It is exposure to a 12-15 day period of progesterone at monthly intervals that makes a
normally cycling woman get her period at regular monthly intervals. Because women
with PCOS ovulate infrequently or not at all, they produce progesterone infrequently or
not at all. Infrequent or absent production of progesterone causes the infrequent or absent
menstrual periods of PCOS patients.
Another cardinal hormonal abnormality of PCOS is increased androgen (male
hormone) production by the ovary and occasionally by the adrenal gland also.
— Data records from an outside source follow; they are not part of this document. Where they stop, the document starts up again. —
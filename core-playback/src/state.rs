//! # Playback State Machine
//!
//! The single source of truth for [`PlayState`].
//!
//! ## Transitions
//!
//! ```text
//! IDLE        --Prepare--------> PREPARING
//! PREPARING   --Prepared-------> PREPARED
//! PREPARED    --Start----------> PLAYING
//! PLAYING     --Pause----------> PAUSED
//! PLAYING     --BufferingStart-> BUFFERING
//! BUFFERING   --BufferingEnd---> PLAYING  (PAUSED if a pause was requested meanwhile)
//! PAUSED      --Start----------> PLAYING
//! PLAYING | PAUSED | BUFFERING --Completion--> PLAYBACK_COMPLETED
//! any         --Error----------> ERROR
//! any         --Reset----------> IDLE
//! ```
//!
//! Any other trigger is rejected: [`PlaybackStateMachine::apply`] returns
//! `None` and nothing changes. Triggers that would leave the state where it is
//! (a second error, resetting an idle machine) are not transitions either.

use serde::{Deserialize, Serialize};

/// Player state. Exactly one is current at any time.
#[derive(Debug, Clone, Copy, PartialEq, Eq, Hash, Default, Serialize, Deserialize)]
pub enum PlayState {
    #[default]
    Idle,
    Preparing,
    Prepared,
    Playing,
    Paused,
    Buffering,
    PlaybackCompleted,
    Error,
}

impl PlayState {
    pub const ALL: [PlayState; 8] = [
        PlayState::Idle,
        PlayState::Preparing,
        PlayState::Prepared,
        PlayState::Playing,
        PlayState::Paused,
        PlayState::Buffering,
        PlayState::PlaybackCompleted,
        PlayState::Error,
    ];

    /// States in which the decoder holds prepared media and can be queried
    /// and seeked.
    pub fn is_playback_state(&self) -> bool {
        !matches!(
            self,
            PlayState::Idle
                | PlayState::Preparing
                | PlayState::PlaybackCompleted
                | PlayState::Error
        )
    }

    /// `true` while media is (or is about to resume) moving.
    pub fn is_active(&self) -> bool {
        matches!(self, PlayState::Playing | PlayState::Buffering)
    }
}

/// What drives a transition: an API call or a decoder callback.
#[derive(Debug, Clone, Copy, PartialEq, Eq, Serialize, Deserialize)]
pub enum Trigger {
    Prepare,
    Prepared,
    Start,
    Pause,
    BufferingStart,
    BufferingEnd,
    Completion,
    Error { what: i32, extra: i32 },
    Reset,
}

/// An accepted transition.
#[derive(Debug, Clone, Copy, PartialEq, Eq)]
pub struct StateChange {
    pub from: PlayState,
    pub to: PlayState,
    pub trigger: Trigger,
}

#[derive(Debug, Default)]
pub struct PlaybackStateMachine {
    state: PlayState,
    pause_requested: bool,
    last_error: Option<(i32, i32)>,
}

impl PlaybackStateMachine {
    pub fn new() -> Self {
        Self::default()
    }

    pub fn current(&self) -> PlayState {
        self.state
    }

    /// Diagnostic codes of the error that put the machine into `Error`.
    pub fn last_error(&self) -> Option<(i32, i32)> {
        self.last_error
    }

    /// Whether a pause was requested while buffering.
    pub fn pause_pending(&self) -> bool {
        self.pause_requested
    }

    /// State `trigger` would lead to, or `None` if it is not a legal edge.
    pub fn target_of(&self, trigger: Trigger) -> Option<PlayState> {
        use PlayState::*;

        let target = match (self.state, trigger) {
            (Idle, Trigger::Prepare) => Preparing,
            (Preparing, Trigger::Prepared) => Prepared,
            (Prepared | Paused, Trigger::Start) => Playing,
            (Playing, Trigger::Pause) => Paused,
            (Playing, Trigger::BufferingStart) => Buffering,
            (Buffering, Trigger::BufferingEnd) if self.pause_requested => Paused,
            (Buffering, Trigger::BufferingEnd) => Playing,
            (Playing | Paused | Buffering, Trigger::Completion) => PlaybackCompleted,
            (_, Trigger::Error { .. }) => Error,
            (_, Trigger::Reset) => Idle,
            _ => return None,
        };

        (target != self.state).then_some(target)
    }

    /// Apply `trigger`, returning the transition if it was accepted.
    pub fn apply(&mut self, trigger: Trigger) -> Option<StateChange> {
        if let Trigger::Error { what, extra } = trigger {
            // A second error while already failed still updates the diagnostics.
            self.last_error = Some((what, extra));
        }

        let to = self.target_of(trigger)?;
        let from = self.state;

        self.state = to;
        self.pause_requested = false;
        if to == PlayState::Idle {
            self.last_error = None;
        }

        Some(StateChange { from, to, trigger })
    }

    /// Record a pause requested while buffering. The pause takes effect when
    /// buffering ends. Returns `false` if the machine is not buffering.
    pub fn request_pause_while_buffering(&mut self) -> bool {
        if self.state != PlayState::Buffering {
            return false;
        }
        self.pause_requested = true;
        true
    }

    /// Withdraw a pending pause (the user pressed play again while buffering).
    pub fn cancel_pending_pause(&mut self) -> bool {
        std::mem::take(&mut self.pause_requested)
    }
}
If one
looks hard enough with sensitive enough techniques (which sometimes actually is not
necessary for standard patient care purposes), one can find evidence of increased
androgen production in virtually all patients with PCOS. The increase in androgen
production is usually not so severe that androgen levels approach those of a normal man,
but it is enough to cause increased hair production and sometimes acne in women whose
hair follicles and skin are sensitive to male hormones.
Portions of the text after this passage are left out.